> **REQUIRED WORK**:
Look for the string "kenapa" in the listing below and copy every line in which it appears.

> **MATERIAL FOR THIS EXERCISE**:

-=-=-=-=-

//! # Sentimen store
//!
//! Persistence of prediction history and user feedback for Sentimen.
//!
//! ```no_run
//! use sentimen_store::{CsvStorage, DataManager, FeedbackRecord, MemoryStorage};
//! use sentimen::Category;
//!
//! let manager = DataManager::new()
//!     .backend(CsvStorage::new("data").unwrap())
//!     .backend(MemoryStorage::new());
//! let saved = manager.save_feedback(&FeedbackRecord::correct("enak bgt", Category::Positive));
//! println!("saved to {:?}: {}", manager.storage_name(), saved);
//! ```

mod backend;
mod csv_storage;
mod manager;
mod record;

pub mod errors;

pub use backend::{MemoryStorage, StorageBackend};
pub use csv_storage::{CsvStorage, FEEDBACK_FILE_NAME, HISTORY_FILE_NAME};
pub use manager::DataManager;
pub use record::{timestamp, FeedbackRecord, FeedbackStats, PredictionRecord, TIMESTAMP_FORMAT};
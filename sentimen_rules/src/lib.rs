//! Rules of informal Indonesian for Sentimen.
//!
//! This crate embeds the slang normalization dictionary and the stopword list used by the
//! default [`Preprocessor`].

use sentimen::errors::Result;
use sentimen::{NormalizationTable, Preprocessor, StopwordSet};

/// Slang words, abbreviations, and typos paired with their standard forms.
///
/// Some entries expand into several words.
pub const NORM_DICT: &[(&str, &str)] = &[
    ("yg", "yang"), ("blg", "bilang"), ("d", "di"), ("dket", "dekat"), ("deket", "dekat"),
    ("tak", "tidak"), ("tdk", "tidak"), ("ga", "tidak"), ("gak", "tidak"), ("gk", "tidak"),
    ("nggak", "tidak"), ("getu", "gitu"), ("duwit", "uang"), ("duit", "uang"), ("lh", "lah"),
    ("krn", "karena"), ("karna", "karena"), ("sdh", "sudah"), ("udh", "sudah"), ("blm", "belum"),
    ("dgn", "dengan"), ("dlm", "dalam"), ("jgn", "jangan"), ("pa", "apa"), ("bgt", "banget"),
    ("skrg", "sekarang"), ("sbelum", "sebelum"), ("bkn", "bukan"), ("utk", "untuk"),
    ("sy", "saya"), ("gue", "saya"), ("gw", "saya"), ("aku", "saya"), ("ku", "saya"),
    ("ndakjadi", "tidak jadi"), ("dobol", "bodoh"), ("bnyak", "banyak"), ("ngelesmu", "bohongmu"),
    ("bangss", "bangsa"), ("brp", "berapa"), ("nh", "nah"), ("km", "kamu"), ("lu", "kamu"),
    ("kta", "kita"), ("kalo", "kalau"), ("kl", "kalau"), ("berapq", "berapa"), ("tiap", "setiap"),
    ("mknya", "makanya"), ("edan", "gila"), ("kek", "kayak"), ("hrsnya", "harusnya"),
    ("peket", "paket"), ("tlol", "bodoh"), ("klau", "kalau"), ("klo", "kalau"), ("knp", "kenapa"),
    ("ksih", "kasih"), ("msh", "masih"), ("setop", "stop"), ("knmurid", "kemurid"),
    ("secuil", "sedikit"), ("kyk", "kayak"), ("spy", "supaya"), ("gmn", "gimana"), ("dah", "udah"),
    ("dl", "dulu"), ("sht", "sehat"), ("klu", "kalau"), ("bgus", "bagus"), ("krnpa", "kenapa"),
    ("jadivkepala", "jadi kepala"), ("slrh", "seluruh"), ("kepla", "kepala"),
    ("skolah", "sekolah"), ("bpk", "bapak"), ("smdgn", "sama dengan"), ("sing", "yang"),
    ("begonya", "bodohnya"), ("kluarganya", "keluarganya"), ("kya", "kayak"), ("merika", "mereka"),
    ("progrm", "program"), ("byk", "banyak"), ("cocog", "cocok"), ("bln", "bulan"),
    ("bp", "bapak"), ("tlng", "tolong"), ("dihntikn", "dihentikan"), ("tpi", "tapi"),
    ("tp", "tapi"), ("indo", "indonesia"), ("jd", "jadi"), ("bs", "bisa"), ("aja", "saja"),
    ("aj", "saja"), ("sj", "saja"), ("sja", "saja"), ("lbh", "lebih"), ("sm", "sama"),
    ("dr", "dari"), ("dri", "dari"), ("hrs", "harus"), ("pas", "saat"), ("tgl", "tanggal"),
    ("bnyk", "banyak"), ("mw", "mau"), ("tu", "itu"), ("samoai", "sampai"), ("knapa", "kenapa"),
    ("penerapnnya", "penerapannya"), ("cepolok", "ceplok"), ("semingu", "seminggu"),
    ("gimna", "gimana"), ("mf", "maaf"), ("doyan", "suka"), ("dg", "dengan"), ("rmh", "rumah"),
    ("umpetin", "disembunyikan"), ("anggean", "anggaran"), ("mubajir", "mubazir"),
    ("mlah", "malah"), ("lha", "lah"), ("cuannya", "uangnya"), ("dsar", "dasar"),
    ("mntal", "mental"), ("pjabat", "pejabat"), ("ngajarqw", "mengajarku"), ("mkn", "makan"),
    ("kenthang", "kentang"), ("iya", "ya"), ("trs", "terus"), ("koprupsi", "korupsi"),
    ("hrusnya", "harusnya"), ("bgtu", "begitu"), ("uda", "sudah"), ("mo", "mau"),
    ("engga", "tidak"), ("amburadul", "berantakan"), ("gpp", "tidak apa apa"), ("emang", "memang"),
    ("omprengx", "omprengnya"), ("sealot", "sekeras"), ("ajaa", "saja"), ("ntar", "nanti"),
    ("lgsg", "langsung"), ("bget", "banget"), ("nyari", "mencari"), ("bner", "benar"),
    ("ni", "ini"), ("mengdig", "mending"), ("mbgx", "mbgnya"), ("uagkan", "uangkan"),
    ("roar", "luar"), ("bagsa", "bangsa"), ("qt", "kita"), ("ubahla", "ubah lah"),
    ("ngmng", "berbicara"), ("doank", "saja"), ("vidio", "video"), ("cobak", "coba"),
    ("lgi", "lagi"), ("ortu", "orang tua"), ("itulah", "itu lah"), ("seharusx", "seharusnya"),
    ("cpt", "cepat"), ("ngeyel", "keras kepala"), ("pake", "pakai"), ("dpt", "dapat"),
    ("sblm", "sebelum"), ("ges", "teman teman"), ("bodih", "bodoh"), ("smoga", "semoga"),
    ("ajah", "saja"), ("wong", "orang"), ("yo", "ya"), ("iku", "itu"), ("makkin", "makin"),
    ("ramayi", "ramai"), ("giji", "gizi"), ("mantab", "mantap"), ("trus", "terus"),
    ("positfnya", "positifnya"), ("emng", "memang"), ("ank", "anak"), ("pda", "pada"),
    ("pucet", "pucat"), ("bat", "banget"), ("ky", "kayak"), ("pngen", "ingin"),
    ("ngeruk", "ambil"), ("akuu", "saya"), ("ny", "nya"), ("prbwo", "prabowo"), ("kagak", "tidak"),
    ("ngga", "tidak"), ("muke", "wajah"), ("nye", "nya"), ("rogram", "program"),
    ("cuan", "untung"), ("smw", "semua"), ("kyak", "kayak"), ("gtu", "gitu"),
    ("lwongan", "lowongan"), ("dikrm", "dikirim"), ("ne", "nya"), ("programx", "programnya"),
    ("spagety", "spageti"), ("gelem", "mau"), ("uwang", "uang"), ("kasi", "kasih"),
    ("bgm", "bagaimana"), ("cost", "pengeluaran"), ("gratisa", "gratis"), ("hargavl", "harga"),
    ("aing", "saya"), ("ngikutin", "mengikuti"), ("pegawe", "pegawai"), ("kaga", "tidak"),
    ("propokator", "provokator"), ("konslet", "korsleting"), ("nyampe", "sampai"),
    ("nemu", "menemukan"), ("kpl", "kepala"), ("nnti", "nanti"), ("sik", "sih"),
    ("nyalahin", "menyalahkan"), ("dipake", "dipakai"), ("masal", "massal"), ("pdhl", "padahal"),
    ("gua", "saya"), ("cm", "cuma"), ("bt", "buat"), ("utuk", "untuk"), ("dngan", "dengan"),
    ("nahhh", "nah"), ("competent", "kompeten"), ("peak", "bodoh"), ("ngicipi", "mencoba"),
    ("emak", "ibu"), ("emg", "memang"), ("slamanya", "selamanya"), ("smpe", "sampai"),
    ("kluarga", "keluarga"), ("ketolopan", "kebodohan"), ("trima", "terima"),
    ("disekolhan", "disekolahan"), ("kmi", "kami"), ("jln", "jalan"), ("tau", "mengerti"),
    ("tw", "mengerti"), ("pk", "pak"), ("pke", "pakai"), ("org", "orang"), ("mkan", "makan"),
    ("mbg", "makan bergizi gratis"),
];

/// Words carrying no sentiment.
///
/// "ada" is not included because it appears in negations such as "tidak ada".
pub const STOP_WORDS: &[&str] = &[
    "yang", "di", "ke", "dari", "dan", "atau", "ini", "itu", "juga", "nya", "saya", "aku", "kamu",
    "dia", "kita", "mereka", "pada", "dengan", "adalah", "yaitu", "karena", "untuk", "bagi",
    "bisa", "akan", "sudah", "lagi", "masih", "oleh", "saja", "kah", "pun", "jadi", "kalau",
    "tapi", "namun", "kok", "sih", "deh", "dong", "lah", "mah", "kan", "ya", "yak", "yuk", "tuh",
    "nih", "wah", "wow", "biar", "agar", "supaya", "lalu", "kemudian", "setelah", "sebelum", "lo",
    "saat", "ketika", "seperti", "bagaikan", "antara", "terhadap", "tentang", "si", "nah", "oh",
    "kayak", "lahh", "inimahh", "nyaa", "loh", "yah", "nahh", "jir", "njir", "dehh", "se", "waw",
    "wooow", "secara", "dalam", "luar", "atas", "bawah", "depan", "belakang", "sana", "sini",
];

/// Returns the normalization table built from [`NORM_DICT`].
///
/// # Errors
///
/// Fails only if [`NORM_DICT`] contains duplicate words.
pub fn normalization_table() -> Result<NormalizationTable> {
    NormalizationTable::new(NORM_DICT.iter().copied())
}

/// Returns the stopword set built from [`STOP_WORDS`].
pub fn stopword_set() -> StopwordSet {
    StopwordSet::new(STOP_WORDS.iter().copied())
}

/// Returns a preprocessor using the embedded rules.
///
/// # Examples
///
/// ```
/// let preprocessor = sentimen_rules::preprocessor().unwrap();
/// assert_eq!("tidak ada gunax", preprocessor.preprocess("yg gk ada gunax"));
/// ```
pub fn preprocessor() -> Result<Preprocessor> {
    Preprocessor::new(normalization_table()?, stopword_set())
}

-=-=-=-=-

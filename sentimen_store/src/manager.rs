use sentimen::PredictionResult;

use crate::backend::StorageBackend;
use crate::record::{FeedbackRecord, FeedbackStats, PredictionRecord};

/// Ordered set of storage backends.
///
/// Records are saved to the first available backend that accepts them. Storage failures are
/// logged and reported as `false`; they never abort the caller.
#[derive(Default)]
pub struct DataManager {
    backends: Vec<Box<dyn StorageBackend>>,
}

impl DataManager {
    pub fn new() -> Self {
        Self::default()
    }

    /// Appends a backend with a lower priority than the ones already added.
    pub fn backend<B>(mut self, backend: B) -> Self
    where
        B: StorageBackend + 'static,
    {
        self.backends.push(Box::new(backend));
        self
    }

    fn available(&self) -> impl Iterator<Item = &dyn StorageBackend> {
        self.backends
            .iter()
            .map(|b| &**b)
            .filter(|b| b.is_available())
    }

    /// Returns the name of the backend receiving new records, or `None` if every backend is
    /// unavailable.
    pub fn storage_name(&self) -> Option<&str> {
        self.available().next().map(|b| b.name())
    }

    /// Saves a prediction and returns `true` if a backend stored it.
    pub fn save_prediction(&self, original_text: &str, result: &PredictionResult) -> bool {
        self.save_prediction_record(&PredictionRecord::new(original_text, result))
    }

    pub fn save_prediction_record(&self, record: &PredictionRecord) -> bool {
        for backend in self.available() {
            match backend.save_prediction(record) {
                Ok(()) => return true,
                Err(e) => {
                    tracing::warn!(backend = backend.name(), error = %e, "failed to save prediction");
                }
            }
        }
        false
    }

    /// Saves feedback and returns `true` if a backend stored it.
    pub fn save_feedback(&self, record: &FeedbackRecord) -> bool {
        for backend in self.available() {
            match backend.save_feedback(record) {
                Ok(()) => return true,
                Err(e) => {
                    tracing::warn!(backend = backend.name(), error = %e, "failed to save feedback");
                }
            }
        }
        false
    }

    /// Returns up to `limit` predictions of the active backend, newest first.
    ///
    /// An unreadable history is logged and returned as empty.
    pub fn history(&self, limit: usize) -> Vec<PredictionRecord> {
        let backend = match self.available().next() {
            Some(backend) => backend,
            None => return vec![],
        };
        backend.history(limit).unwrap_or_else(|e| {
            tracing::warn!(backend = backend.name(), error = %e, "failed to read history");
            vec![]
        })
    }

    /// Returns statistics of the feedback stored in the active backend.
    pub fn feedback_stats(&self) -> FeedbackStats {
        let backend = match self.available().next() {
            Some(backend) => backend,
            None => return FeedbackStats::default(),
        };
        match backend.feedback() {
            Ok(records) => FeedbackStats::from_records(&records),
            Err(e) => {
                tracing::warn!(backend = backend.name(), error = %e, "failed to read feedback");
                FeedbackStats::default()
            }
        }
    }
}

-=-=-=-=-

> **WRITTEN RESPONSE**:
    ("peket", "paket"), ("tlol", "bodoh"), ("klau", "kalau"), ("klo", "kalau"), ("knp", "kenapa"),
    ("dl", "dulu"), ("sht", "sehat"), ("klu", "kalau"), ("bgus", "bagus"), ("krnpa", "kenapa"),
    ("bnyk", "banyak"), ("mw", "mau"), ("tu", "itu"), ("samoai", "sampai"), ("knapa", "kenapa"),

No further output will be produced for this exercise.